What is being asked
Each entry below needs to be copied exactly, with nothing dropped.

Saved entries

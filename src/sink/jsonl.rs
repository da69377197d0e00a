//! JSONL Sink - date/hour partitioned prediction files
//!
//! Layout: `<base>/<prefix>/YYYY/MM/DD/HH/<kind>_<YYYYmmdd_HHMMSS_ffffff>_<id>.jsonl`,
//! one file per dispatch. The partition scheme matches what Athena-style
//! engines expect for `date`/`hour` pruning.

use std::fs::{self, OpenOptions};
use std::io::{BufWriter, Write};
use std::path::PathBuf;

use chrono::{DateTime, Utc};
use uuid::Uuid;

use super::{PredictionRecord, PredictionSink, SinkError};

/// Log file extension
const LOG_EXT: &str = ".jsonl";

pub struct JsonlSink {
    base_dir: PathBuf,
    prefix: String,
}

impl JsonlSink {
    pub fn new(base_dir: impl Into<PathBuf>, prefix: impl Into<String>) -> Self {
        Self {
            base_dir: base_dir.into(),
            prefix: prefix.into(),
        }
    }

    /// Target file for a dispatch of `count` records at `now`
    pub fn object_path(&self, count: usize, now: DateTime<Utc>) -> PathBuf {
        let kind = if count == 1 { "prediction" } else { "batch_predictions" };
        let short_id = Uuid::new_v4().simple().to_string();
        let filename = format!(
            "{}_{}_{}{}",
            kind,
            now.format("%Y%m%d_%H%M%S_%6f"),
            &short_id[..8],
            LOG_EXT
        );

        self.base_dir
            .join(&self.prefix)
            .join(now.format("%Y").to_string())
            .join(now.format("%m").to_string())
            .join(now.format("%d").to_string())
            .join(now.format("%H").to_string())
            .join(filename)
    }
}

impl PredictionSink for JsonlSink {
    fn name(&self) -> &'static str {
        "jsonl"
    }

    fn write(&self, records: &[PredictionRecord]) -> Result<(), SinkError> {
        if records.is_empty() {
            tracing::debug!("Empty prediction batch, skipping save");
            return Ok(());
        }

        let path = self.object_path(records.len(), Utc::now());
        if let Some(parent) = path.parent() {
            fs::create_dir_all(parent)?;
        }

        let file = OpenOptions::new().create(true).append(true).open(&path)?;
        let mut writer = BufWriter::new(file);
        for record in records {
            serde_json::to_writer(&mut writer, record)?;
            writer.write_all(b"\n")?;
        }
        writer.flush()?;

        tracing::info!("Saved {} predictions to {}", records.len(), path.display());
        Ok(())
    }
}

Finished task
filename src/sink/jsonl.rs
repository da69377197d0e00a
//! JSONL Sink - date/hour partitioned prediction files
//!
//! Layout: `<base>/<prefix>/YYYY/MM/DD/HH/<kind>_<YYYYmmdd_HHMMSS_ffffff>_<id>.jsonl`,
//! one file per dispatch. The partition scheme matches what Athena-style
//! engines expect for `date`/`hour` pruning.

use std::fs::{self, OpenOptions};
use std::io::{BufWriter, Write};
use std::path::PathBuf;

use chrono::{DateTime, Utc};
use uuid::Uuid;

use super::{PredictionRecord, PredictionSink, SinkError};

/// Log file extension
const LOG_EXT: &str = ".jsonl";

pub struct JsonlSink {
    base_dir: PathBuf,
    prefix: String,
}

impl JsonlSink {
    pub fn new(base_dir: impl Into<PathBuf>, prefix: impl Into<String>) -> Self {
        Self {
            base_dir: base_dir.into(),
            prefix: prefix.into(),
        }
    }

    /// Target file for a dispatch of `count` records at `now`
    pub fn object_path(&self, count: usize, now: DateTime<Utc>) -> PathBuf {
        let kind = if count == 1 { "prediction" } else { "batch_predictions" };
        let short_id = Uuid::new_v4().simple().to_string();
        let filename = format!(
            "{}_{}_{}{}",
            kind,
            now.format("%Y%m%d_%H%M%S_%6f"),
            &short_id[..8],
            LOG_EXT
        );

        self.base_dir
            .join(&self.prefix)
            .join(now.format("%Y").to_string())
            .join(now.format("%m").to_string())
            .join(now.format("%d").to_string())
            .join(now.format("%H").to_string())
            .join(filename)
    }
}

impl PredictionSink for JsonlSink {
    fn name(&self) -> &'static str {
        "jsonl"
    }

    fn write(&self, records: &[PredictionRecord]) -> Result<(), SinkError> {
        if records.is_empty() {
            tracing::debug!("Empty prediction batch, skipping save");
            return Ok(());
        }

        let path = self.object_path(records.len(), Utc::now());
        if let Some(parent) = path.parent() {
            fs::create_dir_all(parent)?;
        }

        let file = OpenOptions::new().create(true).append(true).open(&path)?;
        let mut writer = BufWriter::new(file);
        for record in records {
            serde_json::to_writer(&mut writer, record)?;
            writer.write_all(b"\n")?;
        }
        writer.flush()?;

        tracing::info!("Saved {} predictions to {}", records.len(), path.display());
        Ok(())
    }
}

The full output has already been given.